Tatsächlich lässt sich staunend wahrnehmen: Aus dem kleinen Häuflein in Jerusalem wird eine Weltkirche, trotz (oder gerade wegen?) vieler Schwierigkeiten. Denn es stimmt, die Geschichte der jungen Kirche ist in allen Schwierigkeiten der Anfeindungen auch von außen eine unglaubliche Erfolgsgeschichte.
Kirchenhistoriker sind der Frage nachgegangen, woran dies gelegen hat. Und sie haben Antworten auf diese Frage gegeben. Warum wird aus dem kleinen Häuflein eine Weltkirche?
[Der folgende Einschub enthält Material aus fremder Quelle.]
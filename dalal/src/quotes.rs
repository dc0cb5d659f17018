use std::collections::HashMap;
use std::sync::atomic::{AtomicBool, Ordering};
use std::sync::{Arc, RwLock};
use std::time::Duration;

use chrono::{DateTime, Utc};
use dalal_core::{DalalError, Quote, quotes_from_bars};
use tokio::time::Instant;

use crate::Dalal;
use crate::core::Inner;

/// Point-in-time quotes for the tracked instruments, keyed by canonical symbol.
///
/// A snapshot is never modified; refreshes publish a new one.
#[derive(Debug, Clone, Default)]
pub struct QuoteSnapshot {
    quotes: HashMap<String, Quote>,
    refreshed_at: Option<Instant>,
    as_of: Option<DateTime<Utc>>,
}

impl QuoteSnapshot {
    fn new(quotes: HashMap<String, Quote>) -> Self {
        Self {
            quotes,
            refreshed_at: Some(Instant::now()),
            as_of: Some(Utc::now()),
        }
    }

    /// Quote for a canonical symbol.
    #[must_use]
    pub fn get(&self, symbol: &str) -> Option<&Quote> {
        self.quotes.get(symbol)
    }

    /// All quotes, keyed by canonical symbol.
    #[must_use]
    pub const fn quotes(&self) -> &HashMap<String, Quote> {
        &self.quotes
    }

    /// Number of quotes.
    #[must_use]
    pub fn len(&self) -> usize {
        self.quotes.len()
    }

    /// True before the first successful refresh.
    #[must_use]
    pub fn is_empty(&self) -> bool {
        self.quotes.is_empty()
    }

    /// Wall-clock time of the refresh that produced this snapshot.
    #[must_use]
    pub const fn as_of(&self) -> Option<DateTime<Utc>> {
        self.as_of
    }

    /// Whether the snapshot is older than `ttl` (always true before the
    /// first refresh).
    #[must_use]
    pub fn is_stale(&self, ttl: Duration) -> bool {
        self.refreshed_at.is_none_or(|t| t.elapsed() > ttl)
    }
}

/// Result of a quote read.
#[derive(Debug, Clone)]
pub struct QuotesView {
    /// The snapshot current at the time of the read.
    pub snapshot: Arc<QuoteSnapshot>,
    /// Whether this read started a background refresh.
    pub refresh_started: bool,
    /// Whether a refresh was in flight when the read returned.
    pub refreshing: bool,
}

#[derive(Default)]
pub(crate) struct QuoteCache {
    snapshot: RwLock<Arc<QuoteSnapshot>>,
    refreshing: AtomicBool,
}

impl QuoteCache {
    fn current(&self) -> Arc<QuoteSnapshot> {
        Arc::clone(&self.snapshot.read().expect("quote snapshot poisoned"))
    }

    fn publish(&self, snapshot: QuoteSnapshot) {
        *self.snapshot.write().expect("quote snapshot poisoned") = Arc::new(snapshot);
    }
}

/// Ownership of the single refresh slot; releases it on drop, including on
/// panic inside the refresh.
struct RefreshClaim {
    inner: Arc<Inner>,
}

impl RefreshClaim {
    fn try_claim(inner: &Arc<Inner>) -> Option<Self> {
        inner
            .quotes
            .refreshing
            .compare_exchange(false, true, Ordering::AcqRel, Ordering::Acquire)
            .ok()
            .map(|_| Self {
                inner: Arc::clone(inner),
            })
    }
}

impl Drop for RefreshClaim {
    fn drop(&mut self) {
        self.inner.quotes.refreshing.store(false, Ordering::Release);
    }
}

impl Dalal {
    /// Current quote snapshot; never waits on the network.
    ///
    /// Behavior:
    /// - Returns the snapshot as it is right now, possibly stale or empty.
    /// - When the snapshot is older than the quote TTL, or `force_refresh` is
    ///   set, and no refresh is in flight, starts one background refresh
    ///   without waiting for it. Requests arriving while a refresh runs are
    ///   dropped, not queued.
    /// - Outside a Tokio runtime no refresh can be started; the snapshot is
    ///   still returned.
    #[must_use]
    pub fn quotes(&self, force_refresh: bool) -> QuotesView {
        let snapshot = self.inner.quotes.current();
        let due = force_refresh || snapshot.is_stale(self.inner.cfg.quotes.ttl);
        let refresh_started = due && self.spawn_refresh();
        QuotesView {
            snapshot,
            refresh_started,
            refreshing: self.is_refreshing(),
        }
    }

    /// Quote for a loose symbol (canonical key, alias or venue ticker).
    ///
    /// Reads the snapshot like [`quotes`](Self::quotes), so it may start a
    /// background refresh; there is no per-symbol freshness check.
    #[must_use]
    pub fn quote(&self, symbol: &str) -> Option<Quote> {
        let key = self.inner.registry.resolve(symbol)?;
        self.quotes(false).snapshot.get(key).cloned()
    }

    /// Top `n` gainers and top `n` losers by percent change, read from the
    /// current snapshot.
    ///
    /// Reads like [`quotes`](Self::quotes), so it never waits on the network
    /// and may start a background refresh. Both lists are empty before the
    /// first successful refresh. Equal changes keep registry order.
    #[must_use]
    pub fn market_movers(&self, n: usize) -> (Vec<Quote>, Vec<Quote>) {
        let snapshot = self.quotes(false).snapshot;
        let mut movers: Vec<&Quote> = self
            .inner
            .registry
            .listings()
            .iter()
            .filter_map(|l| snapshot.get(&l.symbol))
            .collect();

        movers.sort_by(|a, b| b.change_pct.total_cmp(&a.change_pct));
        let gainers = movers.iter().take(n).map(|q| (*q).clone()).collect();
        movers.sort_by(|a, b| a.change_pct.total_cmp(&b.change_pct));
        let losers = movers.iter().take(n).map(|q| (*q).clone()).collect();
        (gainers, losers)
    }

    /// Whether a quote refresh is currently running.
    #[must_use]
    pub fn is_refreshing(&self) -> bool {
        self.inner.quotes.refreshing.load(Ordering::Acquire)
    }

    /// Run one refresh inline so the first reads find data.
    ///
    /// Returns the number of quotes in the snapshot afterwards. When another
    /// refresh is already running this does not wait for it.
    #[cfg_attr(feature = "tracing", tracing::instrument(name = "dalal::quotes::warmup", skip(self)))]
    pub async fn warmup(&self) -> usize {
        if let Some(claim) = RefreshClaim::try_claim(&self.inner) {
            let _ = self.refresh_once().await;
            drop(claim);
        }
        self.inner.quotes.current().len()
    }

    fn spawn_refresh(&self) -> bool {
        let Ok(handle) = tokio::runtime::Handle::try_current() else {
            #[cfg(feature = "tracing")]
            tracing::debug!("no runtime; quote refresh skipped");
            return false;
        };
        let Some(claim) = RefreshClaim::try_claim(&self.inner) else {
            return false;
        };
        let this = self.clone();
        handle.spawn(async move {
            let _claim = claim;
            let _ = this.refresh_once().await;
        });
        true
    }

    /// Bulk fetch, then batched fallback; publishes any non-empty result.
    ///
    /// # Errors
    /// `UpstreamUnavailable` when neither strategy produced a single quote;
    /// the previous snapshot is kept.
    #[cfg_attr(feature = "tracing", tracing::instrument(name = "dalal::quotes::refresh", skip(self)))]
    async fn refresh_once(&self) -> Result<usize, DalalError> {
        let fresh = self.fetch_all_quotes().await;
        if fresh.is_empty() {
            #[cfg(feature = "tracing")]
            tracing::warn!("quote refresh returned nothing; keeping previous snapshot");
            return Err(DalalError::upstream(
                self.inner.feed.name(),
                "no quotes from bulk or batched fetch",
            ));
        }
        let n = fresh.len();
        self.inner.quotes.publish(QuoteSnapshot::new(fresh));
        #[cfg(feature = "tracing")]
        tracing::info!(quotes = n, "quote snapshot replaced");
        Ok(n)
    }

    async fn fetch_all_quotes(&self) -> HashMap<String, Quote> {
        let inner = &self.inner;
        let cfg = &inner.cfg.quotes;
        let tickers = inner.registry.venue_tickers();

        let bulk = Self::upstream_call_with_timeout(
            "daily_bars",
            cfg.bulk_timeout,
            inner.feed.daily_bars(&tickers),
        )
        .await;
        match bulk {
            Ok(bars) => {
                let parsed = quotes_from_bars(&inner.registry, &tickers, &bars);
                let needed = cfg.bulk_accept_ratio * tickers.len() as f64;
                let have = parsed.len() as f64;
                if !parsed.is_empty() && have >= needed {
                    return parsed;
                }
                #[cfg(feature = "tracing")]
                tracing::info!(parsed = parsed.len(), requested = tickers.len(), "bulk fetch too sparse; trying batches");
            }
            Err(_e) => {
                #[cfg(feature = "tracing")]
                tracing::warn!(error = %_e, "bulk quote fetch failed; trying batches");
            }
        }

        let mut merged = HashMap::new();
        for (i, batch) in tickers.chunks(cfg.batch_size).enumerate() {
            if i > 0 && !cfg.batch_pause.is_zero() {
                tokio::time::sleep(cfg.batch_pause).await;
            }
            match Self::upstream_call_with_timeout(
                "daily_bars",
                cfg.batch_timeout,
                inner.feed.daily_bars(batch),
            )
            .await
            {
                Ok(bars) => merged.extend(quotes_from_bars(&inner.registry, batch, &bars)),
                Err(_e) => {
                    #[cfg(feature = "tracing")]
                    tracing::warn!(batch = i, error = %_e, "quote batch failed");
                }
            }
        }
        merged
    }
}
Die Christen hatten ein klares, eindeutiges Glaubensbekenntnis. Die Zeit der ersten Christen im römischen Weltreich war durch eine große Vielfalt geprägt. Unterschiedlichste Götter hatten Platz, da hätte auch irgendwie Christus einen Ort gefunden. Aber damit geben sich die Christen nicht zufrieden. Er ist kein Göttersohn neben den vielen anderen, sondern der einzige Erlöser, der eingeborene Sohn Gottes, wie sie formulieren. Weil Christen an ihn glauben, dürfen sie anderen Göttern nicht opfern. Da war es mit der scheinbaren Toleranz der Gesellschaft schnell vorbei. Das ist heute nicht anders. Also könnte man vermuten, die christliche Botschaft habe alle abgestoßen. Und hier kommt etwas ganz Erstaunliches zutage. Das klare Bekenntnis zu einem Gott, das klare christliche Glaubensbekenntnis hat Menschen nachdenklich gemacht. Auf Dauer ist es zu wenig, wenn der Glaube kein eindeutiges Fundament hat. Glaube muss sich letztlich auf dem Sterbebett bewähren. Und hier half einem kein Zeus und kein Götterhimmel, sondern nur ein Glaube an einen Gott, der den Tod für und Menschen besiegt hat. Genauso wie mir einst keine der vielen heute selbstgemachten Wahrheiten helfen wird. Der christliche Gott hat Profil, er ist verbindlich, aber damit auch ernst zu nehmen. Wo alles gleich wahr ist, nehme ich gar nichts mehr ernst. Es hat damals Menschen fasziniert, dass es Gläubige gab, die ihnen den einzigen Erlöser gezeigt haben. Später kam noch hinzu, dass sich dieser christliche Glaube dem vernünftigen Gespräch stellte. Man ging keiner vernünftigen Auseinandersetzung aus dem Weg. Und viele Denker stellten fest, dass das Christentum gute Argumente hat. Die frühchristlichen Märtyrer und auch die Blutzeugen unserer Zeit fragen uns an, ob wir zu diesem Jesus Christus als der Wahrheit für alle Menschen stehen können.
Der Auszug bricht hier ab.